Thanks for sharing this. … and thanks for opening up a bit.
You know I love you, Jaime ~ and I am grateful that you are choosing the difficult path of revealing the difficult.
The only reason a “party line” exists is because there were more people who lacked courage than who embodied it.
That is changing with people like you at the forefront, leading, not to be leaders, but rather, to create leaders… if not of others, at least of themselves.
I’d also like to add that if anybody who reads this really resonates with what you’ve written, that they check out the Diamond Approach (http://www.ridhwan.org) and see if they can attend a local introductory workshop.
In fact, I think you would absolutely LOVE that method of work and inquiry Jaime. It’s enabled me to change my life in miraculous ways, and far faster and easier than I could have ever imagined.
Of course, I say “easy” not in the sense of “it doesn’t require work” but that the tools available are like using an electric jackhammer to connect straight with our essence when all our lives we were trying to use a hand chisel and believed there was no other way.

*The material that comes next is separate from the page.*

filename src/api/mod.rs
pub mod handlers;
pub mod models;
pub mod routes;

Jackhammers still hurt, but by golly sure are they efficient!
Yeah I saved that website you mentioned and will be taking a look at what they offer. Sounds like a great opportunity for new growth and new ways. I’m always game for that!
Chris you are one of my guiding lights in all this and you know you have my deepest respect and admiration. Glad to have you on this journey with all of us.
thanks for that, chris.
I’m stunned by your bravery and eloquence. There is no force greater than a pure heart such as yours. There is no growth without pain, but what we forget is that suffering is not required when you have acceptance (surrender). This post is the Zen of Jaime. You blow me away every time.

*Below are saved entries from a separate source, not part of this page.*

use chrono::{DateTime, Utc};
use serde::{Deserialize, Serialize};

use crate::config::settings::ScoringSettings;
use crate::domain::{AgeGroup, FormatType, Gender, MatchOutcome, MatchType, PlayerId, PlayerRef};
use crate::errors::ScoringError;
use crate::scoring::{MatchScoreReport, PicklePointsResult, RankingPointsResult};

// --- Request Structures ---

/// JSON mirror of a match outcome as the frontend posts it.
#[derive(Debug, Clone, Deserialize)]
#[serde(rename_all = "camelCase")]
pub struct ScoreMatchRequest {
    pub match_type: MatchType,
    pub format_type: FormatType,
    pub participants: Vec<PlayerPayload>,
    pub winner_ids: Vec<PlayerId>,
    #[serde(default)]
    pub recorded_at: Option<DateTime<Utc>>,
}

/// Demographics are optional on the wire; the multiplier lookup needs them,
/// so conversion to a `PlayerRef` fails fast when they are missing.
#[derive(Debug, Clone, Deserialize)]
#[serde(rename_all = "camelCase")]
pub struct PlayerPayload {
    pub id: PlayerId,
    #[serde(default)]
    pub name: Option<String>,
    pub current_ranking_points: u32,
    #[serde(default)]
    pub age_group: Option<AgeGroup>,
    #[serde(default)]
    pub gender: Option<Gender>,
}

impl PlayerPayload {
    pub fn into_player_ref(self) -> Result<PlayerRef, ScoringError> {
        let gender = self.gender.ok_or_else(|| {
            ScoringError::invalid_player(format!("player {} is missing gender", self.id))
        })?;
        let age_group = self.age_group.ok_or_else(|| {
            ScoringError::invalid_player(format!("player {} is missing age group", self.id))
        })?;

        Ok(PlayerRef {
            id: self.id,
            name: self.name.unwrap_or_else(|| format!("player-{}", self.id)),
            current_ranking_points: self.current_ranking_points,
            age_group,
            gender,
        })
    }
}

impl ScoreMatchRequest {
    pub fn into_match_outcome(self) -> Result<MatchOutcome, ScoringError> {
        let participants = self
            .participants
            .into_iter()
            .map(PlayerPayload::into_player_ref)
            .collect::<Result<Vec<_>, _>>()?;

        let outcome = MatchOutcome {
            match_type: self.match_type,
            format_type: self.format_type,
            participants,
            winner_ids: self.winner_ids,
            recorded_at: self.recorded_at.unwrap_or_else(Utc::now),
        };
        outcome.validate()?;
        Ok(outcome)
    }
}

// --- Response Structures ---

#[derive(Debug, Clone, Serialize)]
#[serde(rename_all = "camelCase")]
pub struct ScoreMatchResponse {
    pub match_type: MatchType,
    pub format_type: FormatType,
    pub scores: Vec<PlayerScoreItem>,
    pub scored_at: DateTime<Utc>,
}

#[derive(Debug, Clone, Serialize)]
#[serde(rename_all = "camelCase")]
pub struct PlayerScoreItem {
    pub player_id: PlayerId,
    pub player_name: String,
    pub is_winner: bool,
    pub ranking_points: RankingPointsResult,
    pub pickle_points: PicklePointsResult,
}

impl From<MatchScoreReport> for ScoreMatchResponse {
    fn from(report: MatchScoreReport) -> Self {
        Self {
            match_type: report.match_type,
            format_type: report.format_type,
            scores: report
                .scores
                .into_iter()
                .map(|score| PlayerScoreItem {
                    player_id: score.player_id,
                    player_name: score.player_name,
                    is_winner: score.is_winner,
                    ranking_points: score.ranking,
                    pickle_points: score.pickle,
                })
                .collect(),
            scored_at: report.scored_at,
        }
    }
}

#[derive(Debug, Clone, Serialize)]
#[serde(rename_all = "camelCase")]
pub struct AgeMultiplierItem {
    pub bracket: String,
    pub factor: f64,
}

/// The active constant tables, for display surfaces.
#[derive(Debug, Clone, Serialize)]
#[serde(rename_all = "camelCase")]
pub struct MultiplierTableResponse {
    pub base_win_points: u32,
    pub base_loss_points: u32,
    pub tournament_multiplier: f64,
    pub elite_threshold: u32,
    pub female_development_bonus: f64,
    pub mixed_team_development_bonus: f64,
    pub age_multipliers: Vec<AgeMultiplierItem>,
    pub pickle_conversion_rate: f64,
    pub winner_pickle_bonus: u32,
}

impl MultiplierTableResponse {
    pub fn from_settings(settings: &ScoringSettings) -> Self {
        Self {
            base_win_points: settings.base_win_points,
            base_loss_points: settings.base_loss_points,
            tournament_multiplier: settings.tournament_multiplier,
            elite_threshold: settings.elite_threshold,
            female_development_bonus: settings.female_development_bonus,
            mixed_team_development_bonus: settings.mixed_team_development_bonus,
            age_multipliers: settings
                .age_multipliers
                .as_table()
                .into_iter()
                .map(|(bracket, factor)| AgeMultiplierItem {
                    bracket: bracket.to_string(),
                    factor,
                })
                .collect(),
            pickle_conversion_rate: settings.pickle_conversion_rate,
            winner_pickle_bonus: settings.winner_pickle_bonus,
        }
    }
}

#[cfg(test)]
mod tests {
    use super::*;

    fn payload(json: &str) -> ScoreMatchRequest {
        serde_json::from_str(json).unwrap()
    }

    #[test]
    fn full_request_converts_to_outcome() {
        let request = payload(
            r#"{
                "matchType": "tournament",
                "formatType": "singles",
                "participants": [
                    {"id": 1, "name": "Ana", "currentRankingPoints": 900,
                     "ageGroup": "open", "gender": "female"},
                    {"id": 2, "name": "Bo", "currentRankingPoints": 1200,
                     "ageGroup": "35+", "gender": "male"}
                ],
                "winnerIds": [1]
            }"#,
        );

        let outcome = request.into_match_outcome().unwrap();
        assert_eq!(outcome.match_type, MatchType::Tournament);
        assert_eq!(outcome.participants[1].age_group, AgeGroup::ThirtyFivePlus);
        assert!(outcome.is_winner(1));
    }

    #[test]
    fn missing_gender_is_an_invalid_player_reference() {
        let request = payload(
            r#"{
                "matchType": "casual",
                "formatType": "singles",
                "participants": [
                    {"id": 1, "currentRankingPoints": 900, "ageGroup": "open"},
                    {"id": 2, "currentRankingPoints": 1200,
                     "ageGroup": "open", "gender": "male"}
                ],
                "winnerIds": [1]
            }"#,
        );

        assert!(matches!(
            request.into_match_outcome(),
            Err(ScoringError::InvalidPlayerReference { .. })
        ));
    }

    #[test]
    fn missing_age_group_is_an_invalid_player_reference() {
        let request = payload(
            r#"{
                "matchType": "casual",
                "formatType": "singles",
                "participants": [
                    {"id": 1, "currentRankingPoints": 900, "gender": "female"},
                    {"id": 2, "currentRankingPoints": 1200,
                     "ageGroup": "open", "gender": "male"}
                ],
                "winnerIds": [1]
            }"#,
        );

        assert!(matches!(
            request.into_match_outcome(),
            Err(ScoringError::InvalidPlayerReference { .. })
        ));
    }

    #[test]
    fn unknown_enum_values_fail_at_deserialization() {
        let result: Result<ScoreMatchRequest, _> = serde_json::from_str(
            r#"{
                "matchType": "exhibition",
                "formatType": "singles",
                "participants": [],
                "winnerIds": []
            }"#,
        );
        assert!(result.is_err());
    }

    #[test]
    fn multiplier_table_mirrors_settings() {
        let table = MultiplierTableResponse::from_settings(&ScoringSettings::default());
        assert_eq!(table.age_multipliers.len(), 5);
        assert_eq!(table.age_multipliers[0].bracket, "open");
        assert_eq!(table.pickle_conversion_rate, 1.5);
    }
}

Hey Jason! Funny you say it’s the Zen of Jaime. After I posted it and went to bed last night, I laid there feeling so Zen. Just right with the world and full of love.
My very next thought was “uh oh, how long is this gonna last?”

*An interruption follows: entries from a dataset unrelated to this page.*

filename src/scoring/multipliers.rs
use crate::config::settings::ScoringSettings;
use crate::domain::{AgeGroup, FormatType, Gender, MatchOutcome, MatchType, PlayerRef};

use super::types::AppliedMultiplier;

pub const TOURNAMENT: &str = "tournament";
pub const FEMALE_DEVELOPMENT: &str = "female_development";
pub const MIXED_TEAM_DEVELOPMENT: &str = "mixed_team_development";
pub const AGE_BRACKET: &str = "age_bracket";

pub fn tournament_multiplier(
    match_type: MatchType,
    settings: &ScoringSettings,
) -> AppliedMultiplier {
    let factor = match match_type {
        MatchType::Tournament => settings.tournament_multiplier,
        MatchType::Casual => 1.0,
    };
    AppliedMultiplier::new(TOURNAMENT, factor)
}

/// Development bonuses reward under-represented participation and only
/// apply below the elite threshold. A female player gets the female bonus;
/// otherwise a player on a mixed-gender doubles team gets the team bonus.
pub fn development_bonus(
    outcome: &MatchOutcome,
    player: &PlayerRef,
    settings: &ScoringSettings,
) -> AppliedMultiplier {
    if player.is_elite(settings.elite_threshold) {
        return AppliedMultiplier::new(FEMALE_DEVELOPMENT, 1.0);
    }

    if player.gender == Gender::Female {
        return AppliedMultiplier::new(FEMALE_DEVELOPMENT, settings.female_development_bonus);
    }

    if outcome.format_type == FormatType::Doubles && is_mixed_team(outcome, player) {
        return AppliedMultiplier::new(
            MIXED_TEAM_DEVELOPMENT,
            settings.mixed_team_development_bonus,
        );
    }

    AppliedMultiplier::new(MIXED_TEAM_DEVELOPMENT, 1.0)
}

fn is_mixed_team(outcome: &MatchOutcome, player: &PlayerRef) -> bool {
    let team = outcome.team_of(player.id);
    team.iter().any(|p| p.gender == Gender::Male) && team.iter().any(|p| p.gender == Gender::Female)
}

pub fn age_multiplier(age_group: AgeGroup, settings: &ScoringSettings) -> AppliedMultiplier {
    let table = &settings.age_multipliers;
    let factor = match age_group {
        AgeGroup::Open => table.open,
        AgeGroup::ThirtyFivePlus => table.thirty_five_plus,
        AgeGroup::FiftyPlus => table.fifty_plus,
        AgeGroup::SixtyPlus => table.sixty_plus,
        AgeGroup::SeventyPlus => table.seventy_plus,
    };
    AppliedMultiplier::new(AGE_BRACKET, factor)
}

#[cfg(test)]
mod tests {
    use super::*;
    use crate::domain::PlayerId;
    use chrono::Utc;

    fn settings() -> ScoringSettings {
        ScoringSettings::default()
    }

    fn player(id: PlayerId, points: u32, gender: Gender) -> PlayerRef {
        PlayerRef {
            id,
            name: format!("player-{}", id),
            current_ranking_points: points,
            age_group: AgeGroup::Open,
            gender,
        }
    }

    fn doubles(participants: Vec<PlayerRef>, winner_ids: Vec<PlayerId>) -> MatchOutcome {
        MatchOutcome {
            match_type: MatchType::Casual,
            format_type: FormatType::Doubles,
            participants,
            winner_ids,
            recorded_at: Utc::now(),
        }
    }

    fn singles(participants: Vec<PlayerRef>, winner_ids: Vec<PlayerId>) -> MatchOutcome {
        MatchOutcome {
            match_type: MatchType::Casual,
            format_type: FormatType::Singles,
            participants,
            winner_ids,
            recorded_at: Utc::now(),
        }
    }

    #[test]
    fn tournament_matches_double_casual_does_not() {
        let s = settings();
        assert_eq!(tournament_multiplier(MatchType::Tournament, &s).factor, 2.0);
        assert_eq!(tournament_multiplier(MatchType::Casual, &s).factor, 1.0);
    }

    #[test]
    fn female_development_bonus_below_threshold() {
        let s = settings();
        let p = player(1, 900, Gender::Female);
        let outcome = singles(vec![p.clone(), player(2, 900, Gender::Male)], vec![1]);
        let bonus = development_bonus(&outcome, &p, &s);
        assert_eq!(bonus.name, FEMALE_DEVELOPMENT);
        assert_eq!(bonus.factor, 1.15);
    }

    #[test]
    fn elite_players_get_no_development_bonus() {
        let s = settings();
        let p = player(1, 1000, Gender::Female); // boundary: exactly at threshold
        let outcome = singles(vec![p.clone(), player(2, 900, Gender::Male)], vec![1]);
        assert_eq!(development_bonus(&outcome, &p, &s).factor, 1.0);
    }

    #[test]
    fn mixed_team_bonus_applies_to_male_development_partner() {
        let s = settings();
        let male = player(1, 500, Gender::Male);
        let female = player(2, 600, Gender::Female);
        let outcome = doubles(
            vec![
                male.clone(),
                female.clone(),
                player(3, 500, Gender::Male),
                player(4, 500, Gender::Male),
            ],
            vec![1, 2],
        );

        let male_bonus = development_bonus(&outcome, &male, &s);
        assert_eq!(male_bonus.name, MIXED_TEAM_DEVELOPMENT);
        assert_eq!(male_bonus.factor, 1.075);

        // Female bonus takes precedence over the team bonus.
        let female_bonus = development_bonus(&outcome, &female, &s);
        assert_eq!(female_bonus.name, FEMALE_DEVELOPMENT);
        assert_eq!(female_bonus.factor, 1.15);
    }

    #[test]
    fn same_gender_team_gets_no_mixed_bonus() {
        let s = settings();
        let p = player(3, 500, Gender::Male);
        let outcome = doubles(
            vec![
                player(1, 500, Gender::Male),
                player(2, 600, Gender::Female),
                p.clone(),
                player(4, 500, Gender::Male),
            ],
            vec![1, 2],
        );
        assert_eq!(development_bonus(&outcome, &p, &s).factor, 1.0);
    }

    #[test]
    fn singles_never_has_a_mixed_team() {
        let s = settings();
        let p = player(1, 500, Gender::Male);
        let outcome = singles(vec![p.clone(), player(2, 500, Gender::Female)], vec![1]);
        assert_eq!(development_bonus(&outcome, &p, &s).factor, 1.0);
    }

    #[test]
    fn age_multiplier_follows_the_table() {
        let s = settings();
        assert_eq!(age_multiplier(AgeGroup::Open, &s).factor, 1.0);
        assert_eq!(age_multiplier(AgeGroup::ThirtyFivePlus, &s).factor, 1.2);
        assert_eq!(age_multiplier(AgeGroup::FiftyPlus, &s).factor, 1.3);
        assert_eq!(age_multiplier(AgeGroup::SixtyPlus, &s).factor, 1.5);
        assert_eq!(age_multiplier(AgeGroup::SeventyPlus, &s).factor, 1.6);
    }
}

Ahh it’s still a journey ain’t it! But I’m enjoying ever stick and stone of it.
Thanks for sharing!
You’re right–it isn’t easy healing traumas of the past. One thing that got me through some of the toughest steps was to make a list of all my strengths and past successes. Every time I felt like I couldn’t do whatever it was I had to do, I would take out that list and remind myself that I could do things, had done things and would make it through this as well. Thanks for sharing your experiences.
April that is a fantastic idea! Thank you. That will be helpful to many many people – thank you for sharing that.
Jaime, congratulations on the progress toward your goals and your courage in sharing that experience with us.
I think we all share the experience of being broken. Unfortunately, each of us is broken in totally unique ways. We share a common journey, but we each take that journey through different territory. Yet, by sharing our unique experiences on that journey, we help others with theirs.
I hope I’m not coming across as spouting platitudes. Sometimes it’s tempting to hide my own brokenness behind a facade of having all the answers, wrapped in flowery words. But I sincerely thank you for sharing a bit of your own journey for our benefit.
Jeff your words are deeply felt and appreciated. Thank you for your sincerity and compassion.
Jamie, what a blessing you are to so many. This post will touch hearts and open doors for many.
Wow… this was an absolutely BEAUTIFUL post, Jaime. Absolutely incredible. You’re such a gifted writer… and I love you so, so much.
I think this is going to help a LOT of people. It certainly gave me some phenomenal reminders.
Yeah I can’t wait until you and I can sit down and share again like we used to. I miss your heart and sharing mine with you. But I know we’ll be connecting again soon!!
Insightful, moving, raw, beautifully written…
…and very refreshing.
Thank you Pete!
Very well done Jaime. Thanks. All of us need to know that we can feel safe in our nakedness, embrace our shadows and engage who we really are. It’s only by going to the edge that we BECOME the journey rather than being a part of it.
So well said David. You’ve got a way with the poetry of truth.